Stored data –
• • • •

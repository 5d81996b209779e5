use std::sync::Arc;

use anyhow::Context;
use axum::{Router, routing::get};
use camino::Utf8PathBuf;
use diesel_async::{
    AsyncPgConnection,
    async_connection_wrapper::AsyncConnectionWrapper,
    pooled_connection::{AsyncDieselConnectionManager, deadpool::Pool},
};
use diesel_migrations::{EmbeddedMigrations, MigrationHarness, embed_migrations};
use tokio::{net::TcpListener, signal};
use tower_http::trace::TraceLayer;
use util::DevContainer;

use crate::{config::Config, db};

mod api;
mod util;

/// # Errors
pub async fn serve(mut config: Config, log_dir: Option<Utf8PathBuf>) -> anyhow::Result<()> {
    initialize_logging(log_dir);

    config
        .read_secrets()
        .context("failed to read secrets directory")?;
    let app_addr = config.app_address();

    let app_state = AppState::new(config)
        .await
        .context("failed to initialize app state")?;
    tracing::info!("initialized app state");

    let db_conn = app_state
        .db_conn()
        .await
        .context("failed to connect to database")?;

    run_migrations(db_conn)
        .await
        .context("failed to run database migrations")?;
    tracing::info!("ran database migrations");

    app_state
        .write_seed_data()
        .await
        .context("failed to insert seed data")?;
    tracing::info!("inserted seed data");

    let app = app(app_state.clone());

    let listener = TcpListener::bind(&app_addr)
        .await
        .context(format!("failed to listen on {app_addr}"))?;
    tracing::info!("edna-backend listening on {app_addr}");

    axum::serve(listener, app)
        .with_graceful_shutdown(shutdown_signal(app_state))
        .await
        .context("failed to serve app")?;

    Ok(())
}

fn initialize_logging(log_dir: Option<Utf8PathBuf>) {
    use tracing::Level;
    use tracing_subscriber::{filter::Targets, prelude::*};

    let log_layer = tracing_subscriber::fmt::layer();

    match log_dir {
        None => {
            let dev_log_filter = Targets::new()
                .with_target("edna_backend", Level::DEBUG)
                .with_target("tower_http", Level::TRACE);
            let log_layer = log_layer.pretty().with_filter(dev_log_filter);

            tracing_subscriber::registry().with(log_layer).init();
        }
        Some(path) => {
            let log_writer = tracing_appender::rolling::daily(path, "edna-backend.log");
            let prod_log_filter = Targets::new().with_target("edna_backend", Level::INFO);
            let log_layer = log_layer
                .json()
                .with_writer(log_writer)
                .with_filter(prod_log_filter);

            tracing_subscriber::registry().with(log_layer).init();
        }
    }
}

#[derive(Clone)]
enum AppState {
    Dev {
        db_pool: Pool<AsyncPgConnection>,
        _pg_container: Arc<DevContainer>,
        config: Arc<Config>,
    },
    Prod {
        db_pool: Pool<AsyncPgConnection>,
        config: Arc<Config>,
    },
}

impl AppState {
    async fn new(config: Config) -> anyhow::Result<Self> {
        let state = if config.is_dev() {
            let pg_container = DevContainer::new("edna-backend-dev")
                .await
                .context("failed to start postgres container instance")?;
            let db_url = pg_container.db_url().await?;

            let db_config = AsyncDieselConnectionManager::<AsyncPgConnection>::new(db_url);
            let db_pool = Pool::builder(db_config).build()?;

            Self::Dev {
                db_pool,
                _pg_container: Arc::new(pg_container),
                config: Arc::new(config),
            }
        } else {
            let db_config = AsyncDieselConnectionManager::<AsyncPgConnection>::new(config.db_url());
            let db_pool = Pool::builder(db_config).build()?;

            Self::Prod {
                db_pool,
                config: Arc::new(config),
            }
        };

        Ok(state)
    }

    async fn db_conn(
        &self,
    ) -> db::error::Result<diesel_async::pooled_connection::deadpool::Object<AsyncPgConnection>>
    {
        use AppState::{Dev, Prod};

        match self {
            Dev { db_pool, .. } | Prod { db_pool, .. } => Ok(db_pool.get().await?),
        }
    }

    fn config(&self) -> &Config {
        use AppState::{Dev, Prod};

        match self {
            Dev { config, .. } | Prod { config, .. } => config,
        }
    }

    async fn write_seed_data(&self) -> anyhow::Result<()> {
        let Some(seed_data) = self.config().seed_data()? else {
            return Ok(());
        };

        let mut db_conn = self.db_conn().await?;
        seed_data.write(&mut db_conn).await?;

        Ok(())
    }
}

async fn run_migrations(
    db_conn: diesel_async::pooled_connection::deadpool::Object<AsyncPgConnection>,
) -> anyhow::Result<()> {
    const MIGRATIONS: EmbeddedMigrations = embed_migrations!("../db/migrations");

    let mut wrapper: AsyncConnectionWrapper<
        diesel_async::pooled_connection::deadpool::Object<AsyncPgConnection>,
    > = AsyncConnectionWrapper::from(db_conn);

    tokio::task::spawn_blocking(move || {
        wrapper
            .run_pending_migrations(MIGRATIONS)
            .map(|_| ())
            .map_err(|e| anyhow::anyhow!("{e}"))
    })
    .await??;

    Ok(())
}

fn app(app_state: AppState) -> Router {
    Router::new()
        .nest("/api", api::router())
        .layer(TraceLayer::new_for_http())
        .route("/health", get(async || ()))
        .with_state(app_state)
}

async fn shutdown_signal(app_state: AppState) {
    let ctrl_c = async {
        signal::ctrl_c()
            .await
            .expect("failed to install Ctrl+C handler");
    };

    let terminate = async {
        signal::unix::signal(signal::unix::SignalKind::terminate())
            .expect("failed to install signal handler")
            .recv()
            .await;
    };

    tokio::select! {
        () = ctrl_c => {drop(app_state);},
        () = terminate => {drop(app_state)},
    }
}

• • • •

AIM OF THE EXERCISE –
Reproduce all the records precisely.

TASK RESPONSE –
repository 5d81996b209779e5
use std::sync::Arc;

use anyhow::Context;
use axum::{Router, routing::get};
use camino::Utf8PathBuf;
use diesel_async::{
    AsyncPgConnection,
    async_connection_wrapper::AsyncConnectionWrapper,
    pooled_connection::{AsyncDieselConnectionManager, deadpool::Pool},
};
use diesel_migrations::{EmbeddedMigrations, MigrationHarness, embed_migrations};
use tokio::{net::TcpListener, signal};
use tower_http::trace::TraceLayer;
use util::DevContainer;

use crate::{config::Config, db};

mod api;
mod util;

/// # Errors
pub async fn serve(mut config: Config, log_dir: Option<Utf8PathBuf>) -> anyhow::Result<()> {
    initialize_logging(log_dir);

    config
        .read_secrets()
        .context("failed to read secrets directory")?;
    let app_addr = config.app_address();

    let app_state = AppState::new(config)
        .await
        .context("failed to initialize app state")?;
    tracing::info!("initialized app state");

    let db_conn = app_state
        .db_conn()
        .await
        .context("failed to connect to database")?;

    run_migrations(db_conn)
        .await
        .context("failed to run database migrations")?;
    tracing::info!("ran database migrations");

    app_state
        .write_seed_data()
        .await
        .context("failed to insert seed data")?;
    tracing::info!("inserted seed data");

    let app = app(app_state.clone());

    let listener = TcpListener::bind(&app_addr)
        .await
        .context(format!("failed to listen on {app_addr}"))?;
    tracing::info!("edna-backend listening on {app_addr}");

    axum::serve(listener, app)
        .with_graceful_shutdown(shutdown_signal(app_state))
        .await
        .context("failed to serve app")?;

    Ok(())
}

fn initialize_logging(log_dir: Option<Utf8PathBuf>) {
    use tracing::Level;
    use tracing_subscriber::{filter::Targets, prelude::*};

    let log_layer = tracing_subscriber::fmt::layer();

    match log_dir {
        None => {
            let dev_log_filter = Targets::new()
                .with_target("edna_backend", Level::DEBUG)
                .with_target("tower_http", Level::TRACE);
            let log_layer = log_layer.pretty().with_filter(dev_log_filter);

            tracing_subscriber::registry().with(log_layer).init();
        }
        Some(path) => {
            let log_writer = tracing_appender::rolling::daily(path, "edna-backend.log");
            let prod_log_filter = Targets::new().with_target("edna_backend", Level::INFO);
            let log_layer = log_layer
                .json()
                .with_writer(log_writer)
                .with_filter(prod_log_filter);

            tracing_subscriber::registry().with(log_layer).init();
        }
    }
}

#[derive(Clone)]
enum AppState {
    Dev {
        db_pool: Pool<AsyncPgConnection>,
        _pg_container: Arc<DevContainer>,
        config: Arc<Config>,
    },
    Prod {
        db_pool: Pool<AsyncPgConnection>,
        config: Arc<Config>,
    },
}

impl AppState {
    async fn new(config: Config) -> anyhow::Result<Self> {
        let state = if config.is_dev() {
            let pg_container = DevContainer::new("edna-backend-dev")
                .await
                .context("failed to start postgres container instance")?;
            let db_url = pg_container.db_url().await?;

            let db_config = AsyncDieselConnectionManager::<AsyncPgConnection>::new(db_url);
            let db_pool = Pool::builder(db_config).build()?;

            Self::Dev {
                db_pool,
                _pg_container: Arc::new(pg_container),
                config: Arc::new(config),
            }
        } else {
            let db_config = AsyncDieselConnectionManager::<AsyncPgConnection>::new(config.db_url());
            let db_pool = Pool::builder(db_config).build()?;

            Self::Prod {
                db_pool,
                config: Arc::new(config),
            }
        };

        Ok(state)
    }

    async fn db_conn(
        &self,
    ) -> db::error::Result<diesel_async::pooled_connection::deadpool::Object<AsyncPgConnection>>
    {
        use AppState::{Dev, Prod};

        match self {
            Dev { db_pool, .. } | Prod { db_pool, .. } => Ok(db_pool.get().await?),
        }
    }

    fn config(&self) -> &Config {
        use AppState::{Dev, Prod};

        match self {
            Dev { config, .. } | Prod { config, .. } => config,
        }
    }

    async fn write_seed_data(&self) -> anyhow::Result<()> {
        let Some(seed_data) = self.config().seed_data()? else {
            return Ok(());
        };

        let mut db_conn = self.db_conn().await?;
        seed_data.write(&mut db_conn).await?;

        Ok(())
    }
}

async fn run_migrations(
    db_conn: diesel_async::pooled_connection::deadpool::Object<AsyncPgConnection>,
) -> anyhow::Result<()> {
    const MIGRATIONS: EmbeddedMigrations = embed_migrations!("../db/migrations");

    let mut wrapper: AsyncConnectionWrapper<
        diesel_async::pooled_connection::deadpool::Object<AsyncPgConnection>,
    > = AsyncConnectionWrapper::from(db_conn);

    tokio::task::spawn_blocking(move || {
        wrapper
            .run_pending_migrations(MIGRATIONS)
            .map(|_| ())
            .map_err(|e| anyhow::anyhow!("{e}"))
    })
    .await??;

    Ok(())
}

fn app(app_state: AppState) -> Router {
    Router::new()
        .nest("/api", api::router())
        .layer(TraceLayer::new_for_http())
        .route("/health", get(async || ()))
        .with_state(app_state)
}

async fn shutdown_signal(app_state: AppState) {
    let ctrl_c = async {
        signal::ctrl_c()
            .await
            .expect("failed to install Ctrl+C handler");
    };

    let terminate = async {
        signal::unix::signal(signal::unix::SignalKind::terminate())
            .expect("failed to install signal handler")
            .recv()
            .await;
    };

    tokio::select! {
        () = ctrl_c => {drop(app_state);},
        () = terminate => {drop(app_state)},
    }
}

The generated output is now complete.